**Exercise details**. Once you have read the records below, write them all out exactly as given.

**Record extracts**.
Segment Open

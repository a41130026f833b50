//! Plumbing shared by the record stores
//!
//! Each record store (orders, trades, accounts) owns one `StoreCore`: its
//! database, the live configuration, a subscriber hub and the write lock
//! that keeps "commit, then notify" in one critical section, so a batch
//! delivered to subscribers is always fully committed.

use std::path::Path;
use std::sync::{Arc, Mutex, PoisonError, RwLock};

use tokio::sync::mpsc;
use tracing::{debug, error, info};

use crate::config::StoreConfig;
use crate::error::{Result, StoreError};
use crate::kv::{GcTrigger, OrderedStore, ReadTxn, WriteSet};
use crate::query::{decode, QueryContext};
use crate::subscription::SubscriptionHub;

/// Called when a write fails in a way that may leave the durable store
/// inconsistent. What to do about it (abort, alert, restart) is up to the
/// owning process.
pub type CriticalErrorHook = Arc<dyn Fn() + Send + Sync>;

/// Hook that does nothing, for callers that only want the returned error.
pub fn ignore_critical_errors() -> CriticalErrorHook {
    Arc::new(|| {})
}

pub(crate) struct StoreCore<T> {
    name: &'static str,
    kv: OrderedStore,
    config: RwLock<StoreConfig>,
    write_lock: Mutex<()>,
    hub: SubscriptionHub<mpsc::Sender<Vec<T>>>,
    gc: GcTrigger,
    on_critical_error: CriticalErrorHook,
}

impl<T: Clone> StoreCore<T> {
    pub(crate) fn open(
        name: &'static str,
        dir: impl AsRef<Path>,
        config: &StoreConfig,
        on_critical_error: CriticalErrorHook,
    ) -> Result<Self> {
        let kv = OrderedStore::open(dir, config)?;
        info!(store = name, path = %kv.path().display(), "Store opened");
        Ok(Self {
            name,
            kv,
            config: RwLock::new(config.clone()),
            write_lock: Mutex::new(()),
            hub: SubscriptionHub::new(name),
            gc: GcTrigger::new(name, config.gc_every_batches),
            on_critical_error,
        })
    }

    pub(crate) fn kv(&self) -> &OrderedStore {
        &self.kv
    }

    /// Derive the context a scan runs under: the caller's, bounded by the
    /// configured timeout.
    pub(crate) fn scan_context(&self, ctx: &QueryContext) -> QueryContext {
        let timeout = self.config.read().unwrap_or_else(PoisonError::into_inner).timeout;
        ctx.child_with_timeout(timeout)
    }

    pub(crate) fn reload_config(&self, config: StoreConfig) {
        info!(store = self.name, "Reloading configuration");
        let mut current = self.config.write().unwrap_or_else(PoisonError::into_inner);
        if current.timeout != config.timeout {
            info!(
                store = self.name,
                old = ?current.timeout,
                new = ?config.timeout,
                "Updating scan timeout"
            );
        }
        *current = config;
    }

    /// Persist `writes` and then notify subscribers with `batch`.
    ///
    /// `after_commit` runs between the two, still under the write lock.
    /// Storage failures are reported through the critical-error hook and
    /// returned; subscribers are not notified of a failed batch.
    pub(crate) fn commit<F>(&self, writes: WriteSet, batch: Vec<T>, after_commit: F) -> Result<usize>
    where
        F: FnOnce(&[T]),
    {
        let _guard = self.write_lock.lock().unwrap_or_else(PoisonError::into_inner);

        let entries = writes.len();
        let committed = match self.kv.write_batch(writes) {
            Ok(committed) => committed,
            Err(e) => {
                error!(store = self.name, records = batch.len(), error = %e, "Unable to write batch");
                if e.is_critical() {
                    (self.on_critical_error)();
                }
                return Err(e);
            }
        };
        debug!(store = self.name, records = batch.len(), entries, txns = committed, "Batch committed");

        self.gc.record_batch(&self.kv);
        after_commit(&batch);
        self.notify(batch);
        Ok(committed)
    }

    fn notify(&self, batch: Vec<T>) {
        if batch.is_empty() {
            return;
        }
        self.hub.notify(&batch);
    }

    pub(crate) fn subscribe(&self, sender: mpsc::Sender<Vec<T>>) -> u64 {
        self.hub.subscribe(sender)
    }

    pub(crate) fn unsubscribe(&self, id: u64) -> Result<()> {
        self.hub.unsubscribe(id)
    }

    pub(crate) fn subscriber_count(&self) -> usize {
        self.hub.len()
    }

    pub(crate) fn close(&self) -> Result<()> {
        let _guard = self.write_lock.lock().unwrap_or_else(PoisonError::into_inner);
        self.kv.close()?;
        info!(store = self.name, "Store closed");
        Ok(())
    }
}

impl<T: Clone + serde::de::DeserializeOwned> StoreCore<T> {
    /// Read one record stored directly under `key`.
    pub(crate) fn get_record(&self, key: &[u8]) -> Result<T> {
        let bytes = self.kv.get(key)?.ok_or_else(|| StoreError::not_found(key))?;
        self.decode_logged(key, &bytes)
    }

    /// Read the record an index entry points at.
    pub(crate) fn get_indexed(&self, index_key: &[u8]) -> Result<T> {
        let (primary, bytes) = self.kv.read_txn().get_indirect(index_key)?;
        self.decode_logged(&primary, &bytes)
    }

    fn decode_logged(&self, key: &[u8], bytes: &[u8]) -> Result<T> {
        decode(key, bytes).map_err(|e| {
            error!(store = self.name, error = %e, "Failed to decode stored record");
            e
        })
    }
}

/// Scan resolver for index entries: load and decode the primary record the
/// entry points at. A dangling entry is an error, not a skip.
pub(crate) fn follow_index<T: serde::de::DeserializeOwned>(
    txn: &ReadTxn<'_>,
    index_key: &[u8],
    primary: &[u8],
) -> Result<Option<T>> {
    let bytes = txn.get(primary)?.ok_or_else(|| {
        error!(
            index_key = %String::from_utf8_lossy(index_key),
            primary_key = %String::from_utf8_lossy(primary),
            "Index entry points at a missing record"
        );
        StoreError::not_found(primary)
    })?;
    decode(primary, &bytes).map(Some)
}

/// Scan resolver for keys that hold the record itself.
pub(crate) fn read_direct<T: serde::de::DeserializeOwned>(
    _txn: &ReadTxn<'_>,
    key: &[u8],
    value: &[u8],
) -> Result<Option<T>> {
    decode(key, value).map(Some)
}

Segment Closed

**Completed exercise**.
repository a41130026f833b50
//! Plumbing shared by the record stores
//!
//! Each record store (orders, trades, accounts) owns one `StoreCore`: its
//! database, the live configuration, a subscriber hub and the write lock
//! that keeps "commit, then notify" in one critical section, so a batch
//! delivered to subscribers is always fully committed.

use std::path::Path;
use std::sync::{Arc, Mutex, PoisonError, RwLock};

use tokio::sync::mpsc;
use tracing::{debug, error, info};

use crate::config::StoreConfig;
use crate::error::{Result, StoreError};
use crate::kv::{GcTrigger, OrderedStore, ReadTxn, WriteSet};
use crate::query::{decode, QueryContext};
use crate::subscription::SubscriptionHub;

/// Called when a write fails in a way that may leave the durable store
/// inconsistent. What to do about it (abort, alert, restart) is up to the
/// owning process.
pub type CriticalErrorHook = Arc<dyn Fn() + Send + Sync>;

/// Hook that does nothing, for callers that only want the returned error.
pub fn ignore_critical_errors() -> CriticalErrorHook {
    Arc::new(|| {})
}

pub(crate) struct StoreCore<T> {
    name: &'static str,
    kv: OrderedStore,
    config: RwLock<StoreConfig>,
    write_lock: Mutex<()>,
    hub: SubscriptionHub<mpsc::Sender<Vec<T>>>,
    gc: GcTrigger,
    on_critical_error: CriticalErrorHook,
}

impl<T: Clone> StoreCore<T> {
    pub(crate) fn open(
        name: &'static str,
        dir: impl AsRef<Path>,
        config: &StoreConfig,
        on_critical_error: CriticalErrorHook,
    ) -> Result<Self> {
        let kv = OrderedStore::open(dir, config)?;
        info!(store = name, path = %kv.path().display(), "Store opened");
        Ok(Self {
            name,
            kv,
            config: RwLock::new(config.clone()),
            write_lock: Mutex::new(()),
            hub: SubscriptionHub::new(name),
            gc: GcTrigger::new(name, config.gc_every_batches),
            on_critical_error,
        })
    }

    pub(crate) fn kv(&self) -> &OrderedStore {
        &self.kv
    }

    /// Derive the context a scan runs under: the caller's, bounded by the
    /// configured timeout.
    pub(crate) fn scan_context(&self, ctx: &QueryContext) -> QueryContext {
        let timeout = self.config.read().unwrap_or_else(PoisonError::into_inner).timeout;
        ctx.child_with_timeout(timeout)
    }

    pub(crate) fn reload_config(&self, config: StoreConfig) {
        info!(store = self.name, "Reloading configuration");
        let mut current = self.config.write().unwrap_or_else(PoisonError::into_inner);
        if current.timeout != config.timeout {
            info!(
                store = self.name,
                old = ?current.timeout,
                new = ?config.timeout,
                "Updating scan timeout"
            );
        }
        *current = config;
    }

    /// Persist `writes` and then notify subscribers with `batch`.
    ///
    /// `after_commit` runs between the two, still under the write lock.
    /// Storage failures are reported through the critical-error hook and
    /// returned; subscribers are not notified of a failed batch.
    pub(crate) fn commit<F>(&self, writes: WriteSet, batch: Vec<T>, after_commit: F) -> Result<usize>
    where
        F: FnOnce(&[T]),
    {
        let _guard = self.write_lock.lock().unwrap_or_else(PoisonError::into_inner);

        let entries = writes.len();
        let committed = match self.kv.write_batch(writes) {
            Ok(committed) => committed,
            Err(e) => {
                error!(store = self.name, records = batch.len(), error = %e, "Unable to write batch");
                if e.is_critical() {
                    (self.on_critical_error)();
                }
                return Err(e);
            }
        };
        debug!(store = self.name, records = batch.len(), entries, txns = committed, "Batch committed");

        self.gc.record_batch(&self.kv);
        after_commit(&batch);
        self.notify(batch);
        Ok(committed)
    }

    fn notify(&self, batch: Vec<T>) {
        if batch.is_empty() {
            return;
        }
        self.hub.notify(&batch);
    }

    pub(crate) fn subscribe(&self, sender: mpsc::Sender<Vec<T>>) -> u64 {
        self.hub.subscribe(sender)
    }

    pub(crate) fn unsubscribe(&self, id: u64) -> Result<()> {
        self.hub.unsubscribe(id)
    }

    pub(crate) fn subscriber_count(&self) -> usize {
        self.hub.len()
    }

    pub(crate) fn close(&self) -> Result<()> {
        let _guard = self.write_lock.lock().unwrap_or_else(PoisonError::into_inner);
        self.kv.close()?;
        info!(store = self.name, "Store closed");
        Ok(())
    }
}

impl<T: Clone + serde::de::DeserializeOwned> StoreCore<T> {
    /// Read one record stored directly under `key`.
    pub(crate) fn get_record(&self, key: &[u8]) -> Result<T> {
        let bytes = self.kv.get(key)?.ok_or_else(|| StoreError::not_found(key))?;
        self.decode_logged(key, &bytes)
    }

    /// Read the record an index entry points at.
    pub(crate) fn get_indexed(&self, index_key: &[u8]) -> Result<T> {
        let (primary, bytes) = self.kv.read_txn().get_indirect(index_key)?;
        self.decode_logged(&primary, &bytes)
    }

    fn decode_logged(&self, key: &[u8], bytes: &[u8]) -> Result<T> {
        decode(key, bytes).map_err(|e| {
            error!(store = self.name, error = %e, "Failed to decode stored record");
            e
        })
    }
}

/// Scan resolver for index entries: load and decode the primary record the
/// entry points at. A dangling entry is an error, not a skip.
pub(crate) fn follow_index<T: serde::de::DeserializeOwned>(
    txn: &ReadTxn<'_>,
    index_key: &[u8],
    primary: &[u8],
) -> Result<Option<T>> {
    let bytes = txn.get(primary)?.ok_or_else(|| {
        error!(
            index_key = %String::from_utf8_lossy(index_key),
            primary_key = %String::from_utf8_lossy(primary),
            "Index entry points at a missing record"
        );
        StoreError::not_found(primary)
    })?;
    decode(primary, &bytes).map(Some)
}

/// Scan resolver for keys that hold the record itself.
pub(crate) fn read_direct<T: serde::de::DeserializeOwned>(
    _txn: &ReadTxn<'_>,
    key: &[u8],
    value: &[u8],
) -> Result<Option<T>> {
    decode(key, value).map(Some)
}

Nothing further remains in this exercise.